890 F.2d 416
Ishmael MEADE, Petitioner-Appellant,
DIRECTOR, OFFICE OF WORKERS' COMPENSATION PROGRAM, UNITED
STATES DEPARTMENT OF LABOR, Respondent-Appellee.
United States Court of Appeals, Sixth Circuit.
Dec. 1, 1989.
NOTICE: Sixth Circuit Rule 24(c) states that citation of unpublished dispositions is disfavored except for establishing res judicata, estoppel, or the law of the case and requires service of copies of cited unpublished dispositions of the Sixth Circuit.
Before KENNEDY and RYAN, Circuit Judges, and GEORGE CLIFTON EDWARDS, Jr., Senior Circuit Judge.
Claimant Ishmael Meade appeals the final order of the Benefits Review Board denying him benefits under the Black Lung Benefits Act, 20 U.S.C. Sec. 901 et seq. Benefits were denied after the Board found that claimant's medical evidence did not establish that his pneumoconiosis was "in and of itself totally disabling;" he failed to establish "total disability due to pneumoconiosis" under 20 C.F.R. Sec. 718.204(c)(4). The Board held that claimant was required to show that his disability was caused solely by pneumoconiosis. In Adams v. Director, OWCP, No. 88-3946 (6th Cir. September 29, 1989), we expressly rejected interpretation of the phrase "due to" in the regulation to mean "in and of itself." Id. at 13. Rather, we held that the phrase "due to" in section 718.204 means "at least in part." The court held that "in order to qualify for benefits under Part 718, a miner, who is found to suffer from pneumoconiosis under section 718.204(c), must affirmatively establish only that his totally disabling respiratory impairment ... was due 'at least in part' to his pneumoconiosis." Id. at 15. Claimant presented medical evidence that he suffered from pneumoconiosis, in addition to bronchitis, a history of tuberculosis and hypertension. We were advised by counsel for the Director that he acquiesces on the Adams' standard.

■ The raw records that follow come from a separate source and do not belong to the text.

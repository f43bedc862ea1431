use crate::domain::model::SimRecord;
use crate::domain::ports::{HandledTracker, SimStore};
use crate::utils::error::Result;
use async_trait::async_trait;
use std::collections::{HashMap, HashSet};
use std::path::{Path, PathBuf};
use std::sync::Arc;
use tokio::sync::Mutex;

/// SIM store kept in process memory. Used by `--memory-store` and by tests.
///
/// Like the SQL table it has no uniqueness constraint: inserting the same IMSI
/// twice keeps the last record.
#[derive(Debug, Clone, Default)]
pub struct InMemorySimStore {
    records: Arc<Mutex<HashMap<String, SimRecord>>>,
}

impl InMemorySimStore {
    pub fn new() -> Self {
        Self::default()
    }

    pub fn with_records(records: impl IntoIterator<Item = SimRecord>) -> Self {
        let map = records.into_iter().map(|r| (r.imsi.clone(), r)).collect();
        Self {
            records: Arc::new(Mutex::new(map)),
        }
    }

    pub async fn len(&self) -> usize {
        self.records.lock().await.len()
    }

    pub async fn is_empty(&self) -> bool {
        self.records.lock().await.is_empty()
    }

    pub async fn get(&self, imsi: &str) -> Option<SimRecord> {
        self.records.lock().await.get(imsi).cloned()
    }
}

#[async_trait]
impl SimStore for InMemorySimStore {
    async fn insert_record(&self, record: &SimRecord) -> Result<()> {
        let mut records = self.records.lock().await;
        records.insert(record.imsi.clone(), record.clone());
        Ok(())
    }

    async fn exists_by_imsi(&self, imsi: &str) -> Result<bool> {
        Ok(self.records.lock().await.contains_key(imsi))
    }
}

/// Processed-set that lives as long as the process.
#[derive(Debug, Clone, Default)]
pub struct InMemoryHandledSet {
    paths: HashSet<PathBuf>,
}

impl InMemoryHandledSet {
    pub fn new() -> Self {
        Self::default()
    }

    /// Starts out already knowing `paths`.
    pub fn seeded<I, P>(paths: I) -> Self
    where
        I: IntoIterator<Item = P>,
        P: Into<PathBuf>,
    {
        Self {
            paths: paths.into_iter().map(Into::into).collect(),
        }
    }

    pub fn len(&self) -> usize {
        self.paths.len()
    }

    pub fn is_empty(&self) -> bool {
        self.paths.is_empty()
    }
}

impl HandledTracker for InMemoryHandledSet {
    fn mark_handled(&mut self, path: &Path) {
        self.paths.insert(path.to_path_buf());
    }

    fn is_handled(&self, path: &Path) -> bool {
        self.paths.contains(path)
    }
}
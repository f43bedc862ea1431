use crate::domain::model::SimRecord;
use crate::utils::error::Result;
use async_trait::async_trait;
use std::path::Path;

/// Where marker files end up. Paths are relative to the implementation's base.
pub trait Storage: Send + Sync {
    fn write_file(
        &self,
        path: &Path,
        data: &[u8],
    ) -> impl std::future::Future<Output = Result<()>> + Send;
}

/// Persistence gateway for SIM records, keyed logically by IMSI.
#[async_trait]
pub trait SimStore: Send + Sync {
    async fn insert_record(&self, record: &SimRecord) -> Result<()>;
    async fn exists_by_imsi(&self, imsi: &str) -> Result<bool>;
}

/// Remembers which input paths were already handled.
pub trait HandledTracker: Send {
    fn mark_handled(&mut self, path: &Path);
    fn is_handled(&self, path: &Path) -> bool;
}
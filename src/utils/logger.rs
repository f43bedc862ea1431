use tracing_subscriber::{layer::SubscriberExt, util::SubscriberInitExt, EnvFilter};

fn default_filter(verbose: bool) -> EnvFilter {
    EnvFilter::try_from_default_env().unwrap_or_else(|_| {
        if verbose {
            EnvFilter::new("sim_ingest=debug,info")
        } else {
            EnvFilter::new("sim_ingest=info")
        }
    })
}

pub fn init_cli_logger(verbose: bool) {
    tracing_subscriber::registry()
        .with(default_filter(verbose))
        .with(
            tracing_subscriber::fmt::layer()
                .with_target(false)
                .with_thread_ids(false)
                .with_file(false)
                .with_line_number(false)
                .compact(),
        )
        .init();
}

/// For `--json-logs`: when the daemon runs under a container runtime or
/// supervisor whose stdout is shipped to a log collector, one JSON object per
/// line lets the collector index the level and message without a parser for
/// the compact format.
pub fn init_json_logger(verbose: bool) {
    tracing_subscriber::registry()
        .with(default_filter(verbose))
        .with(
            tracing_subscriber::fmt::layer()
                .with_target(false)
                .with_thread_ids(false)
                .with_file(false)
                .with_line_number(false)
                .json(),
        )
        .init();
}
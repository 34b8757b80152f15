//! Speculum Core: Traits and types for the tuple-space audit mirror
//!
//! This crate defines the core abstractions of a mirror that sits in front
//! of a remote tuple-space store and tracks what it believes the store
//! contains:
//! - Record introspection: explicit matchable-field enumeration instead of
//!   runtime reflection, with structural keys for bucketing
//! - Shadow log: structural-key → FIFO bucket map behind one coarse lock
//! - Remote interfaces: the consumed store/lease/event traits
//!
//! Key properties:
//! - Uncertainty is first-class: failed writes are logged in-doubt,
//!   duplicate takes flag survivors ambiguous, local misses are counted
//! - Remote failures always propagate unchanged after bookkeeping
//! - No persistence, no retries, no transport: those live behind the
//!   remote-invocation boundary

pub mod error;
pub mod observe;
pub mod record;
pub mod remote;
pub mod shadow_log;
pub mod types;

pub use error::{Result, SpeculumError};
pub use record::{template_matches, Field, FieldValue, Record, StructuralKey};
pub use remote::{
    ConstrainedRemoteLease, EventRegistration, EventSink, RemoteLease, RemoteLeaseHandle,
    RemoteSpace, SerialFormat, SpaceEvent, Transaction,
};
pub use shadow_log::{EntryHolder, HolderLease, RemovalOutcome, ShadowLog};
pub use types::{CounterSnapshot, LeaseId, LogSummary};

We therefore REVERSE and REMAND to the Board for consideration under the appropriate standard. The Administrative Law Judge (ALJ) decided the case based on his finding that claimant failed to prove that he was "totally disabled due to pneumoconiosis." Claimant's physician was not able to apportion claimant's functional limitations among his various ailments. Under Adams ' standard, such apportionment is unnecessary. He was not asked, however, whether claimant had a respiratory impairment which totally disabled him from coal mine employment. Because a finding of total disability is required to receive benefits, Zimmerman v. Director, OWCP, 871 F.2d 564, 566 (6th Cir.1989), the matter must be remanded to the ALJ to determine whether claimant is "totally disabled" from coal mine employment by reason of a respiratory condition. We reject claimant's argument that where the medical evidence is insufficient to establish that he suffers from a totally disabling respiratory impairment or some other nonrespiratory impairment, he is nevertheless entitled to benefits. Adams did not so hold and the statute clearly states that the total disability from mine work must stem from a respiratory impairment.
Accordingly, the judgment of the Benefits Review Board is REVERSED and REMANDED.